**PROBLEM DESCRIPTION:**
Read the data, and whenever a line holds the word "Result", report that line.
***** TASK DATA *****
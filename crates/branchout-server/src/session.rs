//! Session keys and one-shot notices.

use tower_sessions::Session;

use crate::error::Result;

pub const STUDENT_ID: &str = "student_id";
pub const CSRF_STATE: &str = "csrf_state";
pub const PKCE_VERIFIER: &str = "pkce_verifier";
pub const NOTICE: &str = "notice";

/// Store a message to show on the next page that reads it.
pub async fn set_notice(session: &Session, message: impl Into<String>) -> Result<()> {
  session.insert(NOTICE, message.into()).await?;
  Ok(())
}

/// Remove and return the pending notice, if any.
pub async fn take_notice(session: &Session) -> Result<Option<String>> {
  Ok(session.remove::<String>(NOTICE).await?)
}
*****
**OUTPUT OF THE EXERCISE:**
use crate::error::Result;
pub async fn set_notice(session: &Session, message: impl Into<String>) -> Result<()> {
pub async fn take_notice(session: &Session) -> Result<Option<String>> {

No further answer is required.